In the first post in this series, it was pointed out in the comments that there are more properties per person than there was a hundred years ago – so we probably do actually have enough properties in the country to house everyone.
The trouble is – many of the properties are in the wrong place.
London and the South
Most people seem to want to live in London (which has a population of just under 9 million) and the South East. Largely I suppose because it is a more prosperous area and there are more jobs.
However, if you factor in the housing costs, those jobs don’t really give you a lot of income.
You would probably be better off, if you could get a similar paying job, living in another part of the country – such as the North. If only it had the jobs!
However, it depends on what sort of job you want. For some sorts of work, you can live anywhere.
For example, my job
I work through the internet so it no longer matters where I live. I actually live in Norwich which is a pleasant place, and is within two to three hours (depending on what train you get) of London – where I need to be from time to time for meetings.
But I could do my work from Northumberland, or from the Orkneys or from Madrid if I wanted. In fact, I have worked from all those places when we were on holiday there. I bet you never noticed.
Most of my staff (who are technically sub-contractors) work remotely and we communicate via email and Slack and have meetings via GoToMeeting.
My long-term web designer Gill lives in Somerset – we have only met face to face a few times during the last 20 years or so that we have worked together.
The last time was in about 2013 when I went to her wedding.
The Internet changes everything
For many types of work, it does not matter where you are.
- You can connect to anyone via your computer
- You can speak to them in real time and even view them via webcam using services like Skype or GoToMeeting
- You can communicate via email or apps like Slack
- You can use project management software to keep track of what you are doing
And so on.
Working remotely in this way has many advantages:
- It cuts out long commuter journeys
- It allows you to be with family – so particularly good for parents and carers
- You have more freedom over your life
So it is worth considering.
Many people for example now work on a freelance basis, often using websites such as Upwork to find work.

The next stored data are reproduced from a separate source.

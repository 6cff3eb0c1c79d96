//! Key bindings: SDL scancodes mapped to console buttons, with a TOML
//! override file in the platform config directory.

use std::collections::HashMap;
use std::path::PathBuf;

use olivine_core::core::machine::InputButton;
use sdl2::keyboard::Scancode;
use serde::Deserialize;

/// Maps SDL scancodes to machine button IDs.
pub struct KeyMap {
    map: HashMap<Scancode, u8>,
}

impl KeyMap {
    pub fn new() -> Self {
        Self {
            map: HashMap::new(),
        }
    }

    /// Bind a scancode to a machine button ID.
    pub fn bind(&mut self, scancode: Scancode, button_id: u8) {
        self.map.insert(scancode, button_id);
    }

    /// Look up the machine button ID for a scancode.
    pub fn get(&self, scancode: Scancode) -> Option<u8> {
        self.map.get(&scancode).copied()
    }
}

/// User override file: `[bindings]` maps button names to SDL key names.
///
/// ```toml
/// [bindings]
/// A = "Z"
/// B = "X"
/// Start = "Return"
/// ```
#[derive(Deserialize, Default)]
struct Config {
    #[serde(default)]
    bindings: HashMap<String, String>,
}

fn config_path() -> Option<PathBuf> {
    Some(dirs::config_dir()?.join("olivine").join("input.toml"))
}

fn load_config() -> Config {
    let Some(path) = config_path() else {
        return Config::default();
    };
    let Ok(text) = std::fs::read_to_string(&path) else {
        return Config::default();
    };
    match toml::from_str(&text) {
        Ok(config) => config,
        Err(e) => {
            log::warn!("ignoring malformed {}: {e}", path.display());
            Config::default()
        }
    }
}

fn default_scancode(name: &str) -> Option<Scancode> {
    match name {
        "Up" => Some(Scancode::Up),
        "Down" => Some(Scancode::Down),
        "Left" => Some(Scancode::Left),
        "Right" => Some(Scancode::Right),
        "A" => Some(Scancode::Z),
        "B" => Some(Scancode::X),
        "Select" => Some(Scancode::RShift),
        "Start" => Some(Scancode::Return),
        _ => None,
    }
}

/// Build the key map for a machine's buttons: defaults first, then the
/// user's TOML overrides by button name.
pub fn load_key_map(buttons: &[InputButton]) -> KeyMap {
    let config = load_config();
    let mut km = KeyMap::new();

    for button in buttons {
        let scancode = match config.bindings.get(button.name) {
            Some(key_name) => match Scancode::from_name(key_name) {
                Some(sc) => Some(sc),
                None => {
                    log::warn!("unknown key name {key_name:?} for button {}", button.name);
                    default_scancode(button.name)
                }
            },
            None => default_scancode(button.name),
        };

        if let Some(sc) = scancode {
            km.bind(sc, button.id);
        }
    }

    km
}
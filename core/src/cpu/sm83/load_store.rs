use crate::core::{Bus, BusMaster};
use crate::cpu::sm83::Sm83;

impl Sm83 {
    /// LD r, r' — 4 T (8 when either side is (HL))
    pub(crate) fn op_ld_r_r<B: Bus + ?Sized>(&mut self, opcode: u8, bus: &mut B) -> u32 {
        let dst = (opcode >> 3) & 0x07;
        let src = opcode & 0x07;
        let val = self.read_r8(src, bus);
        self.write_r8(dst, val, bus);
        if dst == 6 || src == 6 { 8 } else { 4 }
    }

    /// LD r, n — 8 T (12 for (HL))
    pub(crate) fn op_ld_r_n<B: Bus + ?Sized>(&mut self, opcode: u8, bus: &mut B) -> u32 {
        let dst = (opcode >> 3) & 0x07;
        let val = self.fetch8(bus);
        self.write_r8(dst, val, bus);
        if dst == 6 { 12 } else { 8 }
    }

    /// LD rr, nn — 12 T
    pub(crate) fn op_ld_rp_nn<B: Bus + ?Sized>(&mut self, opcode: u8, bus: &mut B) -> u32 {
        let val = self.fetch16(bus);
        self.set_rp((opcode >> 4) & 0x03, val);
        12
    }

    /// The 0x02/0x0A column: LD (BC)/(DE)/(HL+)/(HL-), A and the A-loading
    /// mirrors. HL+ and HL- post-increment/-decrement HL. 8 T.
    pub(crate) fn op_ld_indirect<B: Bus + ?Sized>(&mut self, opcode: u8, bus: &mut B) -> u32 {
        let p = (opcode >> 4) & 0x03;
        let addr = match p {
            0 => self.get_bc(),
            1 => self.get_de(),
            _ => self.get_hl(),
        };

        if opcode & 0x08 == 0 {
            bus.write(BusMaster::Cpu, addr, self.a);
        } else {
            self.a = bus.read(BusMaster::Cpu, addr);
        }

        match p {
            2 => self.set_hl(addr.wrapping_add(1)),
            3 => self.set_hl(addr.wrapping_sub(1)),
            _ => {}
        }
        8
    }

    /// LD (nn), SP — 20 T, little-endian store
    pub(crate) fn op_ld_nn_sp<B: Bus + ?Sized>(&mut self, bus: &mut B) -> u32 {
        let addr = self.fetch16(bus);
        bus.write(BusMaster::Cpu, addr, self.sp as u8);
        bus.write(BusMaster::Cpu, addr.wrapping_add(1), (self.sp >> 8) as u8);
        20
    }

    /// LDH (n), A — 12 T
    pub(crate) fn op_ldh_n_a<B: Bus + ?Sized>(&mut self, bus: &mut B) -> u32 {
        let offset = self.fetch8(bus);
        bus.write(BusMaster::Cpu, 0xFF00 | offset as u16, self.a);
        12
    }

    /// LDH A, (n) — 12 T
    pub(crate) fn op_ldh_a_n<B: Bus + ?Sized>(&mut self, bus: &mut B) -> u32 {
        let offset = self.fetch8(bus);
        self.a = bus.read(BusMaster::Cpu, 0xFF00 | offset as u16);
        12
    }

    /// LD (0xFF00+C), A — 8 T
    pub(crate) fn op_ldh_c_a<B: Bus + ?Sized>(&mut self, bus: &mut B) -> u32 {
        bus.write(BusMaster::Cpu, 0xFF00 | self.c as u16, self.a);
        8
    }

    /// LD A, (0xFF00+C) — 8 T
    pub(crate) fn op_ldh_a_c<B: Bus + ?Sized>(&mut self, bus: &mut B) -> u32 {
        self.a = bus.read(BusMaster::Cpu, 0xFF00 | self.c as u16);
        8
    }

    /// LD (nn), A — 16 T
    pub(crate) fn op_ld_nn_a<B: Bus + ?Sized>(&mut self, bus: &mut B) -> u32 {
        let addr = self.fetch16(bus);
        bus.write(BusMaster::Cpu, addr, self.a);
        16
    }

    /// LD A, (nn) — 16 T
    pub(crate) fn op_ld_a_nn<B: Bus + ?Sized>(&mut self, bus: &mut B) -> u32 {
        let addr = self.fetch16(bus);
        self.a = bus.read(BusMaster::Cpu, addr);
        16
    }

    /// LD SP, HL — 8 T
    pub(crate) fn op_ld_sp_hl(&mut self) -> u32 {
        self.sp = self.get_hl();
        8
    }

    /// LD HL, SP+s8 — 12 T, flags as ADD SP,s8
    pub(crate) fn op_ld_hl_sp_d<B: Bus + ?Sized>(&mut self, bus: &mut B) -> u32 {
        let offset = self.fetch8(bus);
        let result = self.add_sp_signed(offset);
        self.set_hl(result);
        12
    }
}
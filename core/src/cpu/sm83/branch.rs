use crate::core::Bus;
use crate::cpu::sm83::{Flag, ImeState, Sm83};

impl Sm83 {
    /// Condition table {NZ, Z, NC, C} indexed by opcode bits 4:3.
    fn condition(&self, index: u8) -> bool {
        match index {
            0 => !self.flag(Flag::Z),
            1 => self.flag(Flag::Z),
            2 => !self.flag(Flag::C),
            3 => self.flag(Flag::C),
            _ => unreachable!("condition called with index {}", index),
        }
    }

    /// JR e — 12 T
    pub(crate) fn op_jr<B: Bus + ?Sized>(&mut self, bus: &mut B) -> u32 {
        let offset = self.fetch8(bus) as i8;
        self.pc = self.pc.wrapping_add(offset as i16 as u16);
        12
    }

    /// JR cc, e — 12 T taken, 8 T not taken
    pub(crate) fn op_jr_cc<B: Bus + ?Sized>(&mut self, opcode: u8, bus: &mut B) -> u32 {
        let offset = self.fetch8(bus) as i8;
        if self.condition((opcode >> 3) & 0x03) {
            self.pc = self.pc.wrapping_add(offset as i16 as u16);
            12
        } else {
            8
        }
    }

    /// JP nn — 16 T
    pub(crate) fn op_jp_nn<B: Bus + ?Sized>(&mut self, bus: &mut B) -> u32 {
        self.pc = self.fetch16(bus);
        16
    }

    /// JP cc, nn — 16 T taken, 12 T not taken
    pub(crate) fn op_jp_cc<B: Bus + ?Sized>(&mut self, opcode: u8, bus: &mut B) -> u32 {
        let target = self.fetch16(bus);
        if self.condition((opcode >> 3) & 0x03) {
            self.pc = target;
            16
        } else {
            12
        }
    }

    /// JP HL — 4 T
    pub(crate) fn op_jp_hl(&mut self) -> u32 {
        self.pc = self.get_hl();
        4
    }

    /// CALL nn — 24 T
    pub(crate) fn op_call_nn<B: Bus + ?Sized>(&mut self, bus: &mut B) -> u32 {
        let target = self.fetch16(bus);
        self.push16(self.pc, bus);
        self.pc = target;
        24
    }

    /// CALL cc, nn — 24 T taken, 12 T not taken
    pub(crate) fn op_call_cc<B: Bus + ?Sized>(&mut self, opcode: u8, bus: &mut B) -> u32 {
        let target = self.fetch16(bus);
        if self.condition((opcode >> 3) & 0x03) {
            self.push16(self.pc, bus);
            self.pc = target;
            24
        } else {
            12
        }
    }

    /// RET — 16 T
    pub(crate) fn op_ret<B: Bus + ?Sized>(&mut self, bus: &mut B) -> u32 {
        self.pc = self.pop16(bus);
        16
    }

    /// RETI — 16 T; IME enabled immediately, no EI deferral
    pub(crate) fn op_reti<B: Bus + ?Sized>(&mut self, bus: &mut B) -> u32 {
        self.pc = self.pop16(bus);
        self.ime = ImeState::Enabled;
        16
    }

    /// RET cc — 20 T taken, 8 T not taken
    pub(crate) fn op_ret_cc<B: Bus + ?Sized>(&mut self, opcode: u8, bus: &mut B) -> u32 {
        if self.condition((opcode >> 3) & 0x03) {
            self.pc = self.pop16(bus);
            20
        } else {
            8
        }
    }

    /// RST n — push PC, jump to y*8 — 16 T
    pub(crate) fn op_rst<B: Bus + ?Sized>(&mut self, opcode: u8, bus: &mut B) -> u32 {
        self.push16(self.pc, bus);
        self.pc = (opcode & 0x38) as u16;
        16
    }
}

Or you can develop your own business (as I did) using the internet.
But you need the internet
The big problem about many attractive parts of the country is that they do not have good broadband. Many lovely country villages for example.
However, this is not an insoluble problem. In many places, locals are taking things into their own hands and setting up their own high-speed internet services – as discussed in this BBC news post.
This can be excellent and will help bring more people and life to the community. Indeed long term the internet could rejuvenate small towns and villages across the country.
After all who wants to live in a decrepit vermin-ridden HMO in north London which eats up 50% of your wages if for the same price or less you could live in a 3-bed house with garden in a pleasant part of Yorkshire?
Government and business have their part to play
Re-locating important services and government departments can help ease the problems – there is a list of all of them here but I have not checked where they are located. I suspect that a majority are still in London and the South East.
The BBC has re-located some of its services, for example, the BBC’s Dr Who is filmed mostly in Cardiff and Wales which has done a lot for the local area. I also saw this article on the Guardian website recently about relocating Channel 4 to the regions.
Creating ‘hubs’ of specialist expertise in the regions can also help. For example in Norwich where I live there is a sizeable science hub – helped by a direct train line to Cambridge. And Lowestoft, one of the more socially deprived areas in Suffolk, is being boosted by green technology developments which will hopefully bring jobs and prosperity.
A recent government report on industrial digitalisation discussed here also contemplates pilots in the North West and ’12 digital innovation hubs’ although it does not say where they will be.
If you are unhappy with where you live – have a think about whether you could move somewhere cheaper and have a better life.
If your job is the problem – could you change your job? Or maybe work remotely?
People wanting to set up superfast broadband in their area will find a lot of information on the internet. For example, this company seems to specialise in this work. There will be others – do an online search.
If you are looking to set up your own business – consider re-locating to some place where property is cheaper. If nothing else your living costs will be lower and this may help when recruiting staff.
If you live in a deprived area where there is plenty of housing but not enough jobs – write to your MP and ask what s/he is doing to encourage the relocation of government departments and organisations to your area. Or to encourage the development of local facilities (transport, broadband, etc) which will attract businesses.